Au total, plus de 400 Amérindiens, surtout navajos, ont pris part aux combats dans le Pacifique pendant la Seconde Guerre Mondiale comme «code talkers». D’autres Indiens des tribus Choctaws, Comanches ou encore Seminoles ont également participé aux combats contre les Allemands ou les Japonais, chargés de transmettre dans leur langue des messages codés.

Faute d’équivalents, il fallait parfois transcrire avec des mots du quotidien: «avion» est devenu «oiseau» et «bombardier» «oiseau enceinte».

Bien que né au Canada, Louis Levi Oakes s’était enrôlé dans l’armée américaine où il est devenu un code Talker.

Il était l’un des 17 Mohawks reconnus en vertu de la Code Talkers Recognition Act de 2008, une loi américaine qui accordait des médailles du Congrès aux Premières nations et aux personnes ayant participé à ces programmes.

«Il a bravement servi dans la Seconde Guerre mondiale … Merci pour votre grâce et votre service envers notre peuple», a twitté Perry Bellegarde, chef national de l’Assemblée des Premières Nations.

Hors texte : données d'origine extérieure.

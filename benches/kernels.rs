//! Kernel Benchmarks
//!
//! Measures the two hot paths of the crate:
//!
//! ### 1. Parallel loop (`benchmark_scaled_product`)
//! `Y = X * (a + b) * Z` over a fixed array with an increasing number of workers. Pool
//! construction is excluded; only the loop itself is timed.
//!
//! ### 2. Batched products (`benchmark_matmul`)
//! A batch of square products through the `ndarray` and `nalgebra` backends, for a few
//! matrix sizes, with the batch spread over four workers.
//!
//! Run with: `cargo bench --bench kernels`

use std::hint::black_box;

use criterion::{criterion_group, criterion_main, BenchmarkId, Criterion};
use hostfuncs::backends::gemm::{GemmBackend, NalgebraGemm, NdarrayGemm};
use hostfuncs::linalg::{matmul, GemmDims, Threads};
use hostfuncs::parallel::{build_pool, scaled_product};

const LOOP_LEN: usize = 1 << 20;
const BATCH: usize = 64;

fn benchmark_scaled_product(c: &mut Criterion) {
    let x: Vec<f64> = (0..LOOP_LEN).map(|i| i as f64).collect();
    let z: Vec<i32> = (0..LOOP_LEN).map(|i| (i % 7) as i32).collect();
    let mut y = vec![0.0; LOOP_LEN];

    let mut group = c.benchmark_group("Scaled Product");
    for threads in [1, 2, 4, 8] {
        let pool = build_pool(threads).unwrap();
        group.bench_with_input(BenchmarkId::from_parameter(threads), &pool, |b, pool| {
            b.iter(|| {
                scaled_product(pool, black_box(&x), black_box(&z), 2.0, 3.0, &mut y).unwrap();
            })
        });
    }
    group.finish();
}

fn bench_backend<G: GemmBackend>(c: &mut Criterion, size: usize, a: &[f64], b: &[f64]) {
    let dims = GemmDims {
        nrep: BATCH,
        m: size,
        n: size,
        k: size,
    };
    let mut out = vec![0.0; BATCH * size * size];
    c.bench_with_input(
        BenchmarkId::new(format!("Matmul/{}", G::NAME), size),
        &dims,
        |bench, &dims| {
            bench.iter(|| {
                matmul::<G>(
                    dims,
                    1.0,
                    0.0,
                    black_box(a),
                    black_box(b),
                    &mut out,
                    Threads::new(1, 4),
                )
                .unwrap()
            })
        },
    );
}

fn benchmark_matmul(c: &mut Criterion) {
    for size in [8, 32, 64] {
        let len = BATCH * size * size;
        let a: Vec<f64> = (0..len).map(|i| (i % 17) as f64 / 17.0).collect();
        let b: Vec<f64> = (0..len).map(|i| (i % 13) as f64 / 13.0).collect();

        bench_backend::<NdarrayGemm>(c, size, &a, &b);
        bench_backend::<NalgebraGemm>(c, size, &a, &b);
    }
}

criterion_group!(benches, benchmark_scaled_product, benchmark_matmul);
criterion_main!(benches);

Ce n’est que depuis quelques années que le rôle secret des «code talkers», qui transmettaient des messages codés dans leur langue maternelle a commencé à être reconnu.

Après sa libération de l’armée américaine en 1946, après son déploiement dans le Pacifique, Louis Levi Oakes est rentré chez lui dans la nation mohawk d’Akwesasne et a peu partagé sur son expérience de la guerre avec sa famille.

Puis, il y a six ans, il a enfin révélé ce qu’il avait fait dans la jungle de la Nouvelle-Guinée et des Philippines.

Et il y a deux ans, Louis Levi Oakes a reçu la médaille d’argent du Congrès. En décembre dernier, il a été présenté à la Chambre des communes, a rencontré le premier ministre Justin Trudeau et a été honoré lors d’une réunion de l’Assemblée des Premières Nations.